━━━━━ INFORMATION GIVEN

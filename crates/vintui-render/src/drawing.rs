#![forbid(unsafe_code)]

//! Border and shadow painters.
//!
//! Borders are two-tone: the upper-left half (top edge, left edge, their
//! corners) takes one pair, the lower-right half the other. Equal pairs
//! give a flat frame; black/white splits give the indented or extruded
//! look of depth-styled panels. When the rect also carries a shadow, the
//! border pulls in off the shadow band so frame and shadow never overlap.

use crate::buffer::Buffer;
use crate::cell::Cell;
use vintui_core::Rect;
use vintui_style::PairId;

/// Characters used to draw a border around a rectangle.
#[derive(Debug, Clone, Copy, PartialEq, Eq)]
pub struct BorderGlyphs {
    /// Top-left corner character.
    pub top_left: char,
    /// Top-right corner character.
    pub top_right: char,
    /// Bottom-left corner character.
    pub bottom_left: char,
    /// Bottom-right corner character.
    pub bottom_right: char,
    /// Horizontal line character.
    pub horizontal: char,
    /// Vertical line character.
    pub vertical: char,
}

impl BorderGlyphs {
    /// Simple box-drawing characters (U+250x), the ACS line set.
    pub const SQUARE: Self = Self {
        top_left: '┌',
        top_right: '┐',
        bottom_left: '└',
        bottom_right: '┘',
        horizontal: '─',
        vertical: '│',
    };

    /// ASCII-only border.
    pub const ASCII: Self = Self {
        top_left: '+',
        top_right: '+',
        bottom_left: '+',
        bottom_right: '+',
        horizontal: '-',
        vertical: '|',
    };
}

/// Draw a two-tone border just inside `rect`.
///
/// `upper_left` colors the top-left corner, top edge, left edge, and
/// bottom-left corner; `lower_right` colors the rest. `shadowed` reserves
/// the one-row/two-column shadow band along the bottom and right.
pub fn draw_border(
    buf: &mut Buffer,
    rect: Rect,
    glyphs: BorderGlyphs,
    upper_left: PairId,
    lower_right: PairId,
    shadowed: bool,
) {
    let shadow_h = i32::from(shadowed);
    let shadow_w = 2 * i32::from(shadowed);

    let last_x = rect.x + rect.w - 1 - shadow_w;
    let last_y = rect.y + rect.h - 1 - shadow_h;

    if last_x <= rect.x || last_y <= rect.y {
        return;
    }

    buf.set(rect.x, rect.y, Cell::new(glyphs.top_left, upper_left));
    buf.set(rect.x, last_y, Cell::new(glyphs.bottom_left, upper_left));

    for x in (rect.x + 1)..last_x {
        buf.set(x, rect.y, Cell::new(glyphs.horizontal, upper_left));
    }

    for y in (rect.y + 1)..last_y {
        buf.set(rect.x, y, Cell::new(glyphs.vertical, upper_left));
    }

    buf.set(last_x, rect.y, Cell::new(glyphs.top_right, lower_right));
    buf.set(last_x, last_y, Cell::new(glyphs.bottom_right, lower_right));

    for y in (rect.y + 1)..last_y {
        buf.set(last_x, y, Cell::new(glyphs.vertical, lower_right));
    }

    for x in (rect.x + 1)..last_x {
        buf.set(x, last_y, Cell::new(glyphs.horizontal, lower_right));
    }
}

/// Draw the shadow band: two columns along the right edge and one row
/// along the bottom, offset down-right so the panel appears lifted.
pub fn draw_shadow(buf: &mut Buffer, rect: Rect, pair: PairId) {
    let cell = Cell::blank(pair);

    for y in (rect.y + 1)..rect.bottom() {
        buf.set(rect.right() - 2, y, cell);
        buf.set(rect.right() - 1, y, cell);
    }

    for x in (rect.x + 2)..rect.right() {
        buf.set(x, rect.bottom() - 1, cell);
    }
}

#[cfg(test)]
mod tests {
    use super::{draw_border, draw_shadow, BorderGlyphs};
    use crate::buffer::Buffer;
    use vintui_core::Rect;
    use vintui_style::{Color, ColorPair, PairCache};

    #[test]
    fn border_outlines_rect() {
        let mut buf = Buffer::new(4, 3);
        let mut cache = PairCache::new(256);
        let pair = cache.intern(ColorPair::new(Color::White, Color::Black));

        draw_border(
            &mut buf,
            Rect::new(0, 0, 4, 3),
            BorderGlyphs::ASCII,
            pair,
            pair,
            false,
        );

        assert_eq!(buf.to_display_string(), "+--+\n|  |\n+--+");
    }

    #[test]
    fn two_tone_split() {
        let mut buf = Buffer::new(3, 3);
        let mut cache = PairCache::new(256);
        let one = cache.intern(ColorPair::new(Color::Black, Color::Gray));
        let two = cache.intern(ColorPair::new(Color::White, Color::Gray));

        draw_border(
            &mut buf,
            Rect::new(0, 0, 3, 3),
            BorderGlyphs::ASCII,
            one,
            two,
            false,
        );

        // Upper-left half in pair one, lower-right half in pair two.
        assert_eq!(buf.get(0, 0).unwrap().pair, one);
        assert_eq!(buf.get(1, 0).unwrap().pair, one);
        assert_eq!(buf.get(0, 2).unwrap().pair, one);
        assert_eq!(buf.get(2, 0).unwrap().pair, two);
        assert_eq!(buf.get(2, 2).unwrap().pair, two);
        assert_eq!(buf.get(1, 2).unwrap().pair, two);
    }

    #[test]
    fn shadowed_border_pulls_in() {
        let mut buf = Buffer::new(6, 4);
        let mut cache = PairCache::new(256);
        let pair = cache.intern(ColorPair::new(Color::White, Color::Black));

        draw_border(
            &mut buf,
            Rect::new(0, 0, 6, 4),
            BorderGlyphs::ASCII,
            pair,
            pair,
            true,
        );

        // The right two columns and bottom row are left for the shadow.
        assert_eq!(buf.to_display_string(), "+--+  \n|  |  \n+--+  \n      ");
    }

    #[test]
    fn shadow_band_shape() {
        let mut buf = Buffer::new(5, 4);
        let mut cache = PairCache::new(256);
        let pair = cache.intern(ColorPair::new(Color::None, Color::Black));

        draw_shadow(&mut buf, Rect::new(0, 0, 5, 4), pair);

        // Two columns on the right below the first row, one row along the
        // bottom after the first two columns.
        for y in 1..4 {
            assert_eq!(buf.get(3, y).unwrap().pair, pair);
            assert_eq!(buf.get(4, y).unwrap().pair, pair);
        }
        for x in 2..5 {
            assert_eq!(buf.get(x, 3).unwrap().pair, pair);
        }
        // Top-left region untouched.
        assert_eq!(buf.get(0, 0).unwrap().pair, vintui_style::PairId::DEFAULT);
    }

    #[test]
    fn degenerate_rect_draws_nothing() {
        let mut buf = Buffer::new(3, 3);
        draw_border(
            &mut buf,
            Rect::new(0, 0, 1, 1),
            BorderGlyphs::ASCII,
            vintui_style::PairId::DEFAULT,
            vintui_style::PairId::DEFAULT,
            false,
        );
        assert_eq!(buf.to_display_string(), "   \n   \n   ");
    }
}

━━━━━━━━━━

THE TASK - Copy out each line in the preceding records that contains "intern".

SOLUTION TO THE EXERCISE -
        let pair = cache.intern(ColorPair::new(Color::White, Color::Black));
        let one = cache.intern(ColorPair::new(Color::Black, Color::Gray));
        let two = cache.intern(ColorPair::new(Color::White, Color::Gray));
        let pair = cache.intern(ColorPair::new(Color::White, Color::Black));
        let pair = cache.intern(ColorPair::new(Color::None, Color::Black));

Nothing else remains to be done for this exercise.